> _ASSIGNMENT_
In the entries below, find every line with the string "that" and copy it.
[[ DATA EXTRACTS, beginning ]]
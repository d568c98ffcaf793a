//! Single-element transition controller.
//!
//! The host drives the controller with a two-step pass on every signal
//! change: [`Transition::render`] stores the next desired state and reports
//! whether the child belongs in the tree. After reconciling the subtree and
//! attaching the mounted element to the controller's [`SurfaceRef`], the host
//! calls [`Transition::commit`], which runs the state machine, mutates
//! classes synchronously, and reconciles the completion watcher. Internal
//! state changes that need another pass go through
//! [`veil_core::RenderHost::request_render`]; the host loops until quiescent
//! before painting.
//!
//! Completion signals arrive later from the host's dispatch and re-enter
//! through the watcher, which revalidates surface identity and connectivity
//! before any state is touched.

use std::cell::RefCell;
use std::rc::{Rc, Weak};

use tracing::debug;
use veil_core::{HostHandle, SurfaceHandle, SurfaceRef, same_surface};

use crate::callback::CompletionPolicy;
use crate::classes::{ClassPrefix, TransitionClass, classes_for, staging_class};
use crate::watch::{self, WatchGuard};

/// One discrete state in the transition state machine.
#[derive(Debug, Clone, Copy, PartialEq, Eq)]
pub enum TransitionPhase {
    /// Nothing rendered; the slot is empty.
    Unmounted,
    /// Bootstrap for controllers that start active: show in the final state,
    /// with no entry animation.
    MountAsEntered,
    Entering,
    Entered,
    Exiting,
    Exited,
}

/// Observer invoked at a phase boundary, exactly once per phase entry.
pub type PhaseCallback = Rc<dyn Fn()>;

/// Per-render configuration. Owned by the caller each render; the controller
/// treats it as the next desired state and never mutates it.
#[derive(Clone, Default)]
pub struct TransitionConfig {
    /// Whether the child should be shown.
    pub is_active: bool,
    pub class_prefix: ClassPrefix,
    /// Keep the child rendered (tagged inactive/exited) instead of unmounting
    /// it once fully exited.
    pub render_while_exited: bool,
    /// Jump straight to `Entered` with no animation or watcher.
    pub skip_entering: bool,
    /// Jump straight to `Exited` with no animation or watcher.
    pub skip_exiting: bool,
    pub on_entering: Option<PhaseCallback>,
    pub on_entered: Option<PhaseCallback>,
    pub on_exiting: Option<PhaseCallback>,
    pub on_exited: Option<PhaseCallback>,
    /// Completion detection for the animated phases. Defaults to "first
    /// transition or animation signal ends the phase" with the process-wide
    /// safety timeout.
    pub on_transitioning: Option<CompletionPolicy>,
}

struct Inner {
    host: HostHandle,
    config: TransitionConfig,
    phase: TransitionPhase,
    surface_ref: SurfaceRef,
    /// Surface currently carrying this controller's class tags.
    tagged: Option<SurfaceHandle>,
    /// At most one armed watcher; replacing it always cancels the old one.
    watcher: Option<WatchGuard>,
}

/// Single-element transition controller. Cloning shares the controller.
#[derive(Clone)]
pub struct Transition {
    inner: Rc<RefCell<Inner>>,
}

impl Transition {
    pub fn new(host: HostHandle, config: TransitionConfig) -> Self {
        let phase = if config.is_active {
            TransitionPhase::MountAsEntered
        } else if config.render_while_exited {
            TransitionPhase::Exited
        } else {
            TransitionPhase::Unmounted
        };
        Self {
            inner: Rc::new(RefCell::new(Inner {
                host,
                config,
                phase,
                surface_ref: SurfaceRef::new(),
                tagged: None,
                watcher: None,
            })),
        }
    }

    /// Retained ref the host points at the mounted element.
    pub fn surface_ref(&self) -> SurfaceRef {
        self.inner.borrow().surface_ref.clone()
    }

    pub fn phase(&self) -> TransitionPhase {
        self.inner.borrow().phase
    }

    /// Whether the child belongs in the tree right now.
    pub fn should_render(&self) -> bool {
        self.inner.borrow().phase != TransitionPhase::Unmounted
    }

    /// Store the next desired state. Returns [`Transition::should_render`].
    pub fn render(&self, config: TransitionConfig) -> bool {
        let mut inner = self.inner.borrow_mut();
        inner.config = config;
        inner.phase != TransitionPhase::Unmounted
    }

    /// Pre-paint pass: run the state machine against the latest config,
    /// mutate classes, then reconcile the watcher.
    pub fn commit(&self) {
        Self::evaluate(&self.inner);
    }

    fn evaluate(inner_rc: &Rc<RefCell<Inner>>) {
        let fired: Option<PhaseCallback>;
        {
            let mut inner = inner_rc.borrow_mut();
            let is_active = inner.config.is_active;

            // Bootstrap: step off Unmounted and ask for another pass so the
            // host mounts the child; the surface must exist before any class
            // is applied.
            if is_active && inner.phase == TransitionPhase::Unmounted {
                inner.phase = TransitionPhase::Exited;
                debug!("phase bootstrap: unmounted -> exited");
                inner.host.request_render();
                return;
            }

            let Some(surface) = inner.surface_ref.get() else {
                return;
            };

            // A freshly mounted or swapped-in element carries no tags yet.
            let swapped = match &inner.tagged {
                Some(prev) => !same_surface(prev, &surface),
                None => true,
            };
            if swapped {
                apply_steady(&surface, inner.phase, &inner.config.class_prefix);
                inner.tagged = Some(surface.clone());
            }

            match (is_active, inner.phase) {
                (false, TransitionPhase::Exited) if !inner.config.render_while_exited => {
                    // Teardown: the child leaves the tree on the next pass.
                    inner.phase = TransitionPhase::Unmounted;
                    inner.watcher = None;
                    inner.tagged = None;
                    debug!("phase teardown: exited -> unmounted");
                    inner.host.request_render();
                    fired = None;
                }
                (true, TransitionPhase::MountAsEntered) => {
                    fired = set_entered(&mut inner, &surface);
                }
                (true, phase)
                    if phase != TransitionPhase::Entering && phase != TransitionPhase::Entered =>
                {
                    if inner.config.skip_entering {
                        fired = set_entered(&mut inner, &surface);
                    } else {
                        fired = begin_transitioning(inner_rc, &mut inner, &surface, true);
                    }
                }
                (false, TransitionPhase::Entering | TransitionPhase::Entered) => {
                    if inner.config.skip_exiting {
                        fired = set_exited(&mut inner, &surface);
                    } else {
                        fired = begin_transitioning(inner_rc, &mut inner, &surface, false);
                    }
                }
                _ => {
                    // Steady. If the element instance changed mid-flight, the
                    // old watcher is listening on a dead surface; re-arm.
                    if swapped
                        && matches!(
                            inner.phase,
                            TransitionPhase::Entering | TransitionPhase::Exiting
                        )
                    {
                        let entering = inner.phase == TransitionPhase::Entering;
                        arm_watcher(inner_rc, &mut inner, &surface, entering);
                    }
                    fired = None;
                }
            }
        }
        if let Some(callback) = fired {
            callback();
        }
    }

    /// Watcher `done` entry point: advance out of an animated phase, unless
    /// the result is stale.
    fn finish_transitioning(weak: &Weak<RefCell<Inner>>, armed: &SurfaceHandle, entering: bool) {
        let Some(inner_rc) = weak.upgrade() else {
            return;
        };
        let fired = {
            let mut inner = inner_rc.borrow_mut();
            let Some(current) = inner.surface_ref.get() else {
                return;
            };
            // A watcher armed on a replaced element must never advance the
            // phase; neither may one whose element has left the tree.
            if !same_surface(&current, armed) || !current.is_connected() {
                debug!(entering, "stale completion suppressed");
                return;
            }
            match (entering, inner.phase) {
                (true, TransitionPhase::Entering) => set_entered(&mut inner, &current),
                (false, TransitionPhase::Exiting) => set_exited(&mut inner, &current),
                _ => None,
            }
        };
        if let Some(callback) = fired {
            callback();
        }
    }
}

fn set_entered(inner: &mut Inner, surface: &SurfaceHandle) -> Option<PhaseCallback> {
    inner.phase = TransitionPhase::Entered;
    inner.watcher = None;
    apply_steady(surface, TransitionPhase::Entered, &inner.config.class_prefix);
    debug!("phase -> entered");
    inner.host.request_render();
    inner.config.on_entered.clone()
}

fn set_exited(inner: &mut Inner, surface: &SurfaceHandle) -> Option<PhaseCallback> {
    inner.phase = TransitionPhase::Exited;
    inner.watcher = None;
    apply_steady(surface, TransitionPhase::Exited, &inner.config.class_prefix);
    debug!("phase -> exited");
    inner.host.request_render();
    inner.config.on_exited.clone()
}

fn begin_transitioning(
    inner_rc: &Rc<RefCell<Inner>>,
    inner: &mut Inner,
    surface: &SurfaceHandle,
    entering: bool,
) -> Option<PhaseCallback> {
    let phase = if entering {
        TransitionPhase::Entering
    } else {
        TransitionPhase::Exiting
    };
    inner.phase = phase;
    apply_transitioning(surface, phase, &inner.config.class_prefix);
    arm_watcher(inner_rc, inner, surface, entering);
    debug!(entering, "phase -> transitioning");
    if entering {
        inner.config.on_entering.clone()
    } else {
        inner.config.on_exiting.clone()
    }
}

fn arm_watcher(
    inner_rc: &Rc<RefCell<Inner>>,
    inner: &mut Inner,
    surface: &SurfaceHandle,
    entering: bool,
) {
    let policy = inner.config.on_transitioning.clone().unwrap_or_default();
    let weak = Rc::downgrade(inner_rc);
    let armed = surface.clone();
    // Cancel-before-replace: the old guard tears down on drop.
    inner.watcher = None;
    inner.watcher = Some(watch::arm(surface, entering, &policy, move || {
        Transition::finish_transitioning(&weak, &armed, entering);
    }));
}

/// Tag `surface` with the steady classes for `phase`, clearing every other
/// tag this controller could have applied.
fn apply_steady(surface: &SurfaceHandle, phase: TransitionPhase, prefix: &ClassPrefix) {
    let keep = classes_for(phase);
    for tag in TransitionClass::ALL {
        if !keep.contains(&tag) {
            surface.remove_class(&prefix.class(tag));
        }
    }
    for tag in keep {
        surface.add_class(&prefix.class(*tag));
    }
}

/// Two-step application for the animated phases: stage the start class on top
/// of the previous steady state, flush so the style engine registers it, then
/// swap to the transitioning set it animates toward.
fn apply_transitioning(surface: &SurfaceHandle, phase: TransitionPhase, prefix: &ClassPrefix) {
    if let Some(start) = staging_class(phase) {
        surface.add_class(&prefix.class(start));
        surface.flush_styles();
    }
    // The steady pass clears the start class along with the previous state.
    apply_steady(surface, phase, prefix);
}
[[ DATA EXTRACTS, end ]]
> _SOLUTION TO THIS EXERCISE_
//! state changes that need another pass go through
    /// Bootstrap for controllers that start active: show in the final state,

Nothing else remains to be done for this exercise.